### Task objective:
In the material below, find each line with the string "None" and copy it.

### Material to process:
use std::path::PathBuf;
use std::time::Duration;

use clap::Parser;
use color_eyre::eyre::{Result, WrapErr};
use ratatui::style::Color;
use serde::{Deserialize, Deserializer};

use crate::error::{FingerpickError, FingerpickResult};
use crate::game::{CountdownConfig, GameConfig, RevealConfig};

// ─── Embedded Default ────────────────────────────────────────────────────
/// Baked into the binary at compile time; the base layer under the file.
const DEFAULT_CONFIG_TOML: &str = include_str!("../default_config.toml");

// ─── CLI Arguments (override layer) ─────────────────────────────────────
/// fingerpick: everyone holds a finger down, one gets picked
#[derive(Parser, Debug, Clone, Default)]
#[command(name = "fingerpick", version, about, long_about = None)]
pub struct CliArgs {
    /// Path to a custom config file
    #[arg(short, long)]
    pub config: Option<PathBuf>,

    /// Log level filter (overrides config file)
    #[arg(short, long)]
    pub log_level: Option<String>,

    /// Log file path (defaults to the local data directory)
    #[arg(long)]
    pub log_file: Option<PathBuf>,

    /// Seed for reproducible picks (overrides config file)
    #[arg(long)]
    pub seed: Option<u64>,

    /// Countdown start value (overrides config file)
    #[arg(long)]
    pub countdown: Option<u32>,

    /// Target FPS for the render loop (overrides config file)
    #[arg(long)]
    pub fps: Option<u16>,

    /// Print the default config to stdout and exit
    #[arg(long)]
    pub print_default_config: bool,
}

// ─── TOML Structs ───────────────────────────────────────────────────────

/// Root configuration: parsed from TOML, then overridden by CLI flags.
#[derive(Debug, Clone, Deserialize)]
pub struct Config {
    #[serde(default)]
    pub general: GeneralConfig,
    #[serde(default)]
    pub game: GameSection,
    #[serde(default)]
    pub appearance: AppearanceConfig,
}

#[derive(Debug, Clone, Deserialize)]
#[serde(default)]
pub struct GeneralConfig {
    /// Log level
    pub log_level: String,
}

#[derive(Debug, Clone, Deserialize)]
#[serde(default)]
pub struct GameSection {
    pub countdown_start: u32,
    pub countdown_interval_ms: u64,
    pub countdown_delay_ms: u64,
    pub reveal_duration_ms: u64,
    pub restart_duration_ms: u64,
    /// Fixed RNG seed; random when absent
    pub seed: Option<u64>,
}

#[derive(Debug, Clone, Deserialize)]
#[serde(default)]
pub struct AppearanceConfig {
    /// Target FPS
    pub fps: u16,

    /// Animate the reveal; when off the disc jumps straight to its target
    pub animations: bool,

    pub show_status_bar: bool,

    /// Player colors, indexed by id modulo length
    #[serde(deserialize_with = "deserialize_palette")]
    pub palette: Vec<Color>,

    #[serde(deserialize_with = "deserialize_color")]
    pub backdrop: Color,
}

// ─── Defaults ───────────────────────────────────────────────────────────

impl Default for Config {
    fn default() -> Self {
        // Parse the embedded TOML
        toml::from_str(DEFAULT_CONFIG_TOML)
            .expect("BUG: embedded default_config.toml is invalid TOML")
    }
}

impl Default for GeneralConfig {
    fn default() -> Self {
        Self {
            log_level: "info".into(),
        }
    }
}

impl Default for GameSection {
    fn default() -> Self {
        Self {
            countdown_start: 3,
            countdown_interval_ms: 1000,
            countdown_delay_ms: 800,
            reveal_duration_ms: 2500,
            restart_duration_ms: 1000,
            seed: None,
        }
    }
}

impl Default for AppearanceConfig {
    fn default() -> Self {
        Self {
            fps: 30,
            animations: true,
            show_status_bar: true,
            palette: vec![
                Color::Red,
                Color::Green,
                Color::Yellow,
                Color::Blue,
                Color::Magenta,
                Color::Cyan,
            ],
            backdrop: Color::Black,
        }
    }
}

// ─── Color Deserializers ────────────────────────────────────────────────

fn deserialize_color<'de, D>(deserializer: D) -> std::result::Result<Color, D::Error>
where
    D: Deserializer<'de>,
{
    let s = String::deserialize(deserializer)?;
    parse_color(&s).ok_or_else(|| serde::de::Error::custom(format!("invalid color: \"{s}\"")))
}

fn deserialize_palette<'de, D>(deserializer: D) -> std::result::Result<Vec<Color>, D::Error>
where
    D: Deserializer<'de>,
{
    let names = Vec::<String>::deserialize(deserializer)?;
    names
        .iter()
        .map(|s| {
            parse_color(s)
                .ok_or_else(|| serde::de::Error::custom(format!("invalid color: \"{s}\"")))
        })
        .collect()
}

/// Parse a color string into a ratatui Color.
/// Supports: named colors, "reset", "#RRGGBB" hex.
pub fn parse_color(s: &str) -> Option<Color> {
    let s = s.trim().to_lowercase();
    match s.as_str() {
        "reset" | "default" | "transparent" => Some(Color::Reset),
        "black" => Some(Color::Black),
        "red" => Some(Color::Red),
        "green" => Some(Color::Green),
        "yellow" => Some(Color::Yellow),
        "blue" => Some(Color::Blue),
        "magenta" => Some(Color::Magenta),
        "cyan" => Some(Color::Cyan),
        "white" => Some(Color::White),
        "gray" | "grey" => Some(Color::Gray),
        "darkgray" | "darkgrey" | "dark_gray" | "dark_grey" => Some(Color::DarkGray),
        "lightred" | "light_red" => Some(Color::LightRed),
        "lightgreen" | "light_green" => Some(Color::LightGreen),
        "lightyellow" | "light_yellow" => Some(Color::LightYellow),
        "lightblue" | "light_blue" => Some(Color::LightBlue),
        "lightmagenta" | "light_magenta" => Some(Color::LightMagenta),
        "lightcyan" | "light_cyan" => Some(Color::LightCyan),
        hex if hex.starts_with('#') && hex.len() == 7 => {
            let r = u8::from_str_radix(&hex[1..3], 16).ok()?;
            let g = u8::from_str_radix(&hex[3..5], 16).ok()?;
            let b = u8::from_str_radix(&hex[5..7], 16).ok()?;
            Some(Color::Rgb(r, g, b))
        }
        _ => None,
    }
}

// ─── Path Resolution ────────────────────────────────────────────────────

impl Config {
    /// Parse a TOML document and check the values the game relies on.
    pub fn from_toml_str(s: &str) -> FingerpickResult<Self> {
        let config: Config = toml::from_str(s)?;
        config.validate()?;
        Ok(config)
    }

    fn validate(&self) -> FingerpickResult<()> {
        if self.game.countdown_interval_ms == 0 {
            return Err(FingerpickError::Config(
                "game.countdown_interval_ms must be at least 1".into(),
            ));
        }
        if self.appearance.palette.is_empty() {
            return Err(FingerpickError::Config(
                "appearance.palette needs at least one color".into(),
            ));
        }
        if self.game.countdown_start == 0 {
            return Err(FingerpickError::Config(
                "game.countdown_start must be at least 1".into(),
            ));
        }
        Ok(())
    }

    /// Standard config file path: ~/.config/fingerpick/config.toml
    pub fn config_path() -> PathBuf {
        dirs::config_dir()
            .unwrap_or_else(|| PathBuf::from("."))
            .join("fingerpick")
            .join("config.toml")
    }

    /// Log directory: ~/.local/share/fingerpick/
    pub fn log_dir() -> PathBuf {
        let data_dir = dirs::data_local_dir()
            .unwrap_or_else(|| PathBuf::from("."))
            .join("fingerpick");
        std::fs::create_dir_all(&data_dir).ok();
        data_dir
    }

    /// Convenience: tick interval from FPS, never shorter than 1ms
    pub fn tick_rate(&self) -> Duration {
        let fps = self.appearance.fps.max(1);
        Duration::from_millis((1000 / fps as u64).max(1))
    }

    /// Timings for the game core
    pub fn game(&self) -> GameConfig {
        let g = &self.game;
        GameConfig {
            countdown: CountdownConfig {
                start: g.countdown_start,
                tick_interval: Duration::from_millis(g.countdown_interval_ms),
                initial_delay: Duration::from_millis(g.countdown_delay_ms),
            },
            reveal: RevealConfig {
                reveal_duration: Duration::from_millis(g.reveal_duration_ms),
                restart_duration: Duration::from_millis(g.restart_duration_ms),
            },
        }
    }

    /// Apply CLI flags on top of the file values
    pub fn apply_cli(&mut self, cli: &CliArgs) {
        if let Some(ref level) = cli.log_level {
            self.general.log_level = level.clone();
        }
        if let Some(seed) = cli.seed {
            self.game.seed = Some(seed);
        }
        if let Some(start) = cli.countdown {
            self.game.countdown_start = start.max(1);
        }
        if let Some(fps) = cli.fps {
            self.appearance.fps = fps;
        }
    }
}

// ─── Bootloader ─────────────────────────────────────────────────────────

/// Result of [`load`].
#[derive(Debug)]
pub struct Loaded {
    pub config: Config,
    /// Set when the defaults were written out on this run. Logged by the
    /// caller once the subscriber exists.
    pub created: Option<PathBuf>,
}

/// The single entry point for configuration. Called exactly once at startup.
///
/// 1. Resolve config file path (CLI override or default)
/// 2. If config file doesn't exist, create directory tree + write defaults
/// 3. Parse TOML from disk into Config
/// 4. Apply CLI overrides on top
pub fn load(cli: &CliArgs) -> Result<Loaded> {
    let config_path = cli.config.clone().unwrap_or_else(Config::config_path);
    let mut created = None;

    // Bootstrap: ensure the file exists on disk
    if !config_path.exists() {
        if let Some(parent) = config_path.parent() {
            std::fs::create_dir_all(parent).wrap_err_with(|| {
                format!("Failed to create config directory: {}", parent.display())
            })?;
        }
        std::fs::write(&config_path, DEFAULT_CONFIG_TOML).wrap_err_with(|| {
            format!(
                "Failed to write default config to {}",
                config_path.display()
            )
        })?;
        created = Some(config_path.clone());
    }

    let toml_str = std::fs::read_to_string(&config_path)
        .wrap_err_with(|| format!("Failed to read config from {}", config_path.display()))?;

    let mut config = Config::from_toml_str(&toml_str).wrap_err_with(|| {
        format!(
            "Failed to parse config at {}.\n\
             Delete the file to regenerate defaults, or run:\n  \
             fingerpick --print-default-config > {:?}",
            config_path.display(),
            config_path
        )
    })?;

    config.apply_cli(cli);
    Ok(Loaded { config, created })
}

/// Returns the embedded default config TOML string.
pub fn default_config_toml() -> &'static str {
    DEFAULT_CONFIG_TOML
}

### Response:
#[command(name = "fingerpick", version, about, long_about = None)]
            seed: None,
        _ => None,
    let mut created = None;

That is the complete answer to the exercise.